The company is increasingly deploying what it describes as “forward-deployed” teams—integrated units that sit close to the client and combine engineers, architects, user experience specialists, data experts and industry practitioners—moving away from traditional siloed models.

Multi-Disciplinary Squads

“Now with AI, this whole concept of forward-deployed engineers is becoming real because these engineers have to live, breathe, speak, and hear the client’s lingo even more so (now) than ever before,” Juhi McClelland, Managing Partner, IBM Consulting, IBM Asia Pacific, told FE.
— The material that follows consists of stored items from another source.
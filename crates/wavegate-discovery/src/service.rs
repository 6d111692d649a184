//! The discovery service.
//!
//! Wires the pipeline, health monitor and drivers together, drives the
//! four periodic tasks (shallow scan, deep scan, health sweep, cleanup)
//! through the task registry, and exposes the operator control API.

use std::sync::atomic::{AtomicBool, Ordering};
use std::sync::Arc;

use chrono::{DateTime, Utc};
use serde::{Deserialize, Serialize};
use tokio::sync::RwLock;

use wavegate_core::{
    ConfigPatch, DiscoveryConfig, EventBus, ScanType, SharedClock, SharedEventBus, SystemClock,
    WavegateEvent,
};

use crate::compat::CompatibilityScorer;
use crate::device::DeviceRecord;
use crate::drivers::{
    DeviceConfigurator, DeviceIntegrator, HealthProbe, ProtocolScanner, RegistrySink, ScanDepth,
    TrafficAnalyzer,
};
use crate::error::{DiscoveryError, Result};
use crate::identify::Identifier;
use crate::monitor::HealthMonitor;
use crate::pipeline::{DiscoveryPipeline, IntegrationDrivers};
use crate::policy::PolicyEngine;
use crate::scheduler::TaskRegistry;
use crate::store::{DeviceFilter, MembershipCounts};

/// Snapshot returned by `system_status`.
#[derive(Debug, Clone, Serialize, Deserialize)]
pub struct SystemStatus {
    pub counts: MembershipCounts,
    pub config: DiscoveryConfig,
    pub started_at: DateTime<Utc>,
    pub deep_scan_in_progress: bool,
    pub background_tasks: Vec<String>,
}

/// Result of one scan cycle.
#[derive(Debug, Clone, Serialize, Deserialize)]
pub struct ScanReport {
    pub scan_type: ScanType,
    pub duration_ms: u64,
    /// Devices seen this cycle that were not known before
    pub devices_found: usize,
}

/// Builder for [`DiscoveryService`].
#[derive(Default)]
pub struct DiscoveryServiceBuilder {
    scanners: Vec<Arc<dyn ProtocolScanner>>,
    traffic: Option<Arc<dyn TrafficAnalyzer>>,
    integrator: Option<Arc<dyn DeviceIntegrator>>,
    registry: Option<Arc<dyn RegistrySink>>,
    configurator: Option<Arc<dyn DeviceConfigurator>>,
    probe: Option<Arc<dyn HealthProbe>>,
    bus: Option<SharedEventBus>,
    clock: Option<SharedClock>,
    config: Option<DiscoveryConfig>,
    identifier: Option<Identifier>,
    scorer: Option<CompatibilityScorer>,
    policy: Option<PolicyEngine>,
}

impl DiscoveryServiceBuilder {
    pub fn scanner(mut self, scanner: Arc<dyn ProtocolScanner>) -> Self {
        self.scanners.push(scanner);
        self
    }

    pub fn traffic_analyzer(mut self, analyzer: Arc<dyn TrafficAnalyzer>) -> Self {
        self.traffic = Some(analyzer);
        self
    }

    pub fn integrator(mut self, integrator: Arc<dyn DeviceIntegrator>) -> Self {
        self.integrator = Some(integrator);
        self
    }

    pub fn registry(mut self, registry: Arc<dyn RegistrySink>) -> Self {
        self.registry = Some(registry);
        self
    }

    pub fn configurator(mut self, configurator: Arc<dyn DeviceConfigurator>) -> Self {
        self.configurator = Some(configurator);
        self
    }

    pub fn health_probe(mut self, probe: Arc<dyn HealthProbe>) -> Self {
        self.probe = Some(probe);
        self
    }

    pub fn event_bus(mut self, bus: SharedEventBus) -> Self {
        self.bus = Some(bus);
        self
    }

    pub fn clock(mut self, clock: SharedClock) -> Self {
        self.clock = Some(clock);
        self
    }

    pub fn config(mut self, config: DiscoveryConfig) -> Self {
        self.config = Some(config);
        self
    }

    pub fn identifier(mut self, identifier: Identifier) -> Self {
        self.identifier = Some(identifier);
        self
    }

    pub fn scorer(mut self, scorer: CompatibilityScorer) -> Self {
        self.scorer = Some(scorer);
        self
    }

    pub fn policy_engine(mut self, policy: PolicyEngine) -> Self {
        self.policy = Some(policy);
        self
    }

    /// Build the service. Integration drivers and a health probe are
    /// required; everything else has a default.
    pub fn build(self) -> Result<DiscoveryService> {
        let missing = |what: &str| DiscoveryError::Builder(format!("missing {what}"));

        let integrator = self.integrator.ok_or_else(|| missing("integrator"))?;
        let registry = self.registry.ok_or_else(|| missing("registry"))?;
        let configurator = self.configurator.ok_or_else(|| missing("configurator"))?;
        let probe = self.probe.ok_or_else(|| missing("health probe"))?;

        let bus = self.bus.unwrap_or_else(|| Arc::new(EventBus::new()));
        let clock: SharedClock = self.clock.unwrap_or_else(|| Arc::new(SystemClock));
        let config = Arc::new(RwLock::new(self.config.unwrap_or_default()));

        let mut pipeline = DiscoveryPipeline::new(
            IntegrationDrivers {
                integrator,
                registry,
                configurator,
            },
            bus.clone(),
            clock.clone(),
            config.clone(),
        );
        if self.identifier.is_some() || self.scorer.is_some() || self.policy.is_some() {
            pipeline = pipeline.with_components(
                self.identifier.unwrap_or_default(),
                self.scorer.unwrap_or_default(),
                self.policy.unwrap_or_default(),
            );
        }

        let pipeline = Arc::new(pipeline);
        pipeline.bind();
        let monitor = Arc::new(HealthMonitor::new(pipeline.clone(), probe));

        Ok(DiscoveryService {
            runner: Arc::new(ScanRunner {
                scanners: self.scanners,
                traffic: self.traffic,
                pipeline: pipeline.clone(),
                bus: bus.clone(),
                config: config.clone(),
                deep_scan_in_progress: AtomicBool::new(false),
            }),
            pipeline,
            monitor,
            bus,
            config,
            tasks: TaskRegistry::new(),
            started_at: clock.now(),
            clock,
        })
    }
}

/// Top-level handle for the discovery and onboarding pipeline.
pub struct DiscoveryService {
    pipeline: Arc<DiscoveryPipeline>,
    monitor: Arc<HealthMonitor>,
    runner: Arc<ScanRunner>,
    bus: SharedEventBus,
    clock: SharedClock,
    config: Arc<RwLock<DiscoveryConfig>>,
    tasks: TaskRegistry,
    started_at: DateTime<Utc>,
}

impl DiscoveryService {
    pub fn builder() -> DiscoveryServiceBuilder {
        DiscoveryServiceBuilder::default()
    }

    pub fn event_bus(&self) -> &SharedEventBus {
        &self.bus
    }

    pub fn pipeline(&self) -> &Arc<DiscoveryPipeline> {
        &self.pipeline
    }

    /// Start the background schedule: shallow scan, deep scan, health
    /// sweep and stale-record cleanup. Intervals are re-read every tick,
    /// so configuration updates apply from the next cycle.
    pub fn start(&self) {
        tracing::info!("discovery service starting background tasks");

        let runner = self.runner.clone();
        let config = self.config.clone();
        self.tasks.spawn_periodic(
            "shallow_scan",
            move || {
                let config = config.clone();
                async move {
                    std::time::Duration::from_secs(config.read().await.scan_interval_secs)
                }
            },
            move || {
                let runner = runner.clone();
                async move {
                    runner.run_scan(ScanType::Shallow).await;
                }
            },
        );

        let runner = self.runner.clone();
        let config = self.config.clone();
        self.tasks.spawn_periodic(
            "deep_scan",
            move || {
                let config = config.clone();
                async move {
                    std::time::Duration::from_secs(config.read().await.deep_scan_interval_secs)
                }
            },
            move || {
                let runner = runner.clone();
                async move {
                    runner.run_scan(ScanType::Deep).await;
                }
            },
        );

        let pipeline = self.pipeline.clone();
        let monitor = self.monitor.clone();
        let config = self.config.clone();
        self.tasks.spawn_periodic(
            "health_sweep",
            move || {
                let config = config.clone();
                async move {
                    std::time::Duration::from_secs(config.read().await.health_check_interval_secs)
                }
            },
            move || {
                let pipeline = pipeline.clone();
                let monitor = monitor.clone();
                async move {
                    // Backstop for the per-device one-shot timers.
                    pipeline.release_due_quarantines().await;
                    pipeline.expire_stale_pending().await;
                    pipeline.retry_failed_integrations().await;
                    monitor.sweep().await;
                }
            },
        );

        let pipeline = self.pipeline.clone();
        let config = self.config.clone();
        self.tasks.spawn_periodic(
            "cleanup",
            move || {
                let config = config.clone();
                async move {
                    std::time::Duration::from_secs(config.read().await.cleanup_interval_secs)
                }
            },
            move || {
                let pipeline = pipeline.clone();
                async move {
                    let evicted = pipeline.cleanup_stale().await;
                    if evicted > 0 {
                        tracing::info!(evicted, "cleanup evicted stale records");
                    }
                }
            },
        );
    }

    /// Stop all background tasks.
    pub async fn shutdown(&self) {
        tracing::info!("discovery service shutting down");
        self.tasks.shutdown().await;
    }

    // ── Control API ─────────────────────────────────────────────────────

    pub async fn system_status(&self) -> SystemStatus {
        SystemStatus {
            counts: self.pipeline.store().counts(),
            config: self.config.read().await.clone(),
            started_at: self.started_at,
            deep_scan_in_progress: self.runner.deep_scan_in_progress.load(Ordering::SeqCst),
            background_tasks: self.tasks.task_names(),
        }
    }

    pub fn discovered_devices(&self, filter: &DeviceFilter) -> Vec<DeviceRecord> {
        self.pipeline
            .store()
            .list(crate::device::Membership::Discovered, filter)
    }

    pub fn integrated_devices(&self, filter: &DeviceFilter) -> Vec<DeviceRecord> {
        self.pipeline
            .store()
            .list(crate::device::Membership::Integrated, filter)
    }

    pub fn pending_devices(&self) -> Vec<DeviceRecord> {
        self.pipeline
            .store()
            .list(crate::device::Membership::Pending, &DeviceFilter::default())
    }

    pub async fn approve_device(&self, id: &str) -> Result<()> {
        self.pipeline.approve_device(id).await
    }

    pub async fn reject_device_manually(&self, id: &str, reason: &str) -> Result<()> {
        self.pipeline.reject_device_manually(id, reason).await
    }

    pub async fn force_integrate_device(&self, id: &str) -> Result<()> {
        self.pipeline.force_integrate_device(id).await
    }

    /// Run a deep scan now. Fails if one is already in progress.
    pub async fn trigger_manual_scan(&self) -> Result<ScanReport> {
        self.runner
            .run_scan(ScanType::Manual)
            .await
            .ok_or(DiscoveryError::ScanInProgress)
    }

    /// Apply a configuration patch; takes effect on the next tick of each
    /// background task.
    pub async fn update_configuration(&self, patch: &ConfigPatch) {
        let mut config = self.config.write().await;
        config.apply(patch);
        tracing::info!(?patch, "configuration updated");
    }

    pub fn uptime(&self) -> chrono::Duration {
        self.clock.now() - self.started_at
    }
}

/// Owns the scan loop and the deep-scan mutual-exclusion guard.
struct ScanRunner {
    scanners: Vec<Arc<dyn ProtocolScanner>>,
    traffic: Option<Arc<dyn TrafficAnalyzer>>,
    pipeline: Arc<DiscoveryPipeline>,
    bus: SharedEventBus,
    config: Arc<RwLock<DiscoveryConfig>>,
    deep_scan_in_progress: AtomicBool,
}

impl ScanRunner {
    /// Run one scan cycle. Returns `None` when a deep/manual scan was
    /// skipped because another deep scan holds the guard.
    async fn run_scan(&self, scan_type: ScanType) -> Option<ScanReport> {
        let deep = !matches!(scan_type, ScanType::Shallow);
        if deep
            && self
                .deep_scan_in_progress
                .compare_exchange(false, true, Ordering::SeqCst, Ordering::SeqCst)
                .is_err()
        {
            tracing::debug!(%scan_type, "deep scan already in progress, skipping");
            return None;
        }

        let started = std::time::Instant::now();
        let depth = if deep { ScanDepth::Deep } else { ScanDepth::Shallow };
        let timeout_ms = self.config.read().await.scan_call_timeout_ms;
        let budget = std::time::Duration::from_millis(timeout_ms);
        let mut devices_found = 0usize;

        for scanner in &self.scanners {
            let protocol = scanner.protocol();
            match tokio::time::timeout(budget, scanner.scan(depth)).await {
                Ok(Ok(descriptors)) => {
                    // Incremental processing: one device at a time, so a
                    // single misbehaving device cannot stall the cycle.
                    for descriptor in descriptors {
                        let (_, new) = self.pipeline.process_sighting(&descriptor).await;
                        if new {
                            devices_found += 1;
                        }
                    }
                }
                Ok(Err(err)) => {
                    tracing::warn!(%protocol, error = %err, "protocol scan failed");
                }
                Err(_) => {
                    tracing::warn!(%protocol, "protocol scan timed out");
                }
            }
        }

        if deep {
            devices_found += self.analyze_traffic(budget).await;
        }

        let duration_ms = started.elapsed().as_millis() as u64;
        self.bus.publish(WavegateEvent::ScanCompleted {
            scan_type,
            duration_ms,
            devices_found,
        });

        if deep {
            self.deep_scan_in_progress.store(false, Ordering::SeqCst);
        }

        Some(ScanReport {
            scan_type,
            duration_ms,
            devices_found,
        })
    }

    /// Surface devices only visible in passive traffic.
    async fn analyze_traffic(&self, budget: std::time::Duration) -> usize {
        let Some(traffic) = &self.traffic else {
            return 0;
        };

        let candidates = match tokio::time::timeout(budget, traffic.analyze_traffic()).await {
            Ok(candidates) => candidates,
            Err(_) => {
                tracing::warn!("traffic analysis timed out");
                return 0;
            }
        };

        let mut found = 0;
        for candidate in candidates {
            let descriptor =
                match tokio::time::timeout(budget, traffic.identify_by_traffic(&candidate)).await {
                    Ok(Some(descriptor)) => descriptor,
                    // Unidentifiable: dropped until more traffic is seen.
                    Ok(None) => continue,
                    Err(_) => continue,
                };
            let (_, new) = self.pipeline.process_sighting(&descriptor).await;
            if new {
                found += 1;
            }
        }
        found
    }
}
She added that these teams are being restructured into cohesive, multidisciplinary units. “We are now creating forward-deployed squads that have engineers, architects and an industry expert. These forward-deployed units are the ones making AI real for clients,” McClelland said.

This shift reflects the nature of AI deployments, which require alignment with business processes, domain language and organisational context, as well as a stronger focus on user experience to drive internal adoption.

At the same time, IBM sees enterprises struggling to scale AI beyond proof-of-concept stages. “In the last two years, there’s been a lot of experimentation. Of nearly 150 POCs only 25% have given an ROI,” McClelland said.

Overcoming the Four ‘Debts’

The company attributes this gap to four structural constraints that continue to limit enterprise-wide adoption.

“We found that there are these four ‘debts’ that exist that are preventing enterprises from adopting AI,” McClelland said. “One is the process debt. For the last many years, even when people were deploying AI, they were doing patchwork and not dealing with the root cause.”

She further identified technical debt, data fragmentation and talent gaps as key barriers. “Then there is technical debt, data debt (data sitting in puddles instead of an integrated, common view), and skills debt—not only skills to use AI, but also, as we strongly believe in ‘human plus digital,’ the people to use it,” McClelland said.

As enterprises push for clearer returns, the conversation is also shifting towards accountability. She said businesses are realising that to see returns on AI investments, they need to build the business case into their balance sheets and strategy.

With AI investments increasingly tied to financial outcomes, the focus is moving away from experimentation towards demonstrable business value. “Honestly, value realisation is the biggest conversation I have with every client,” she said.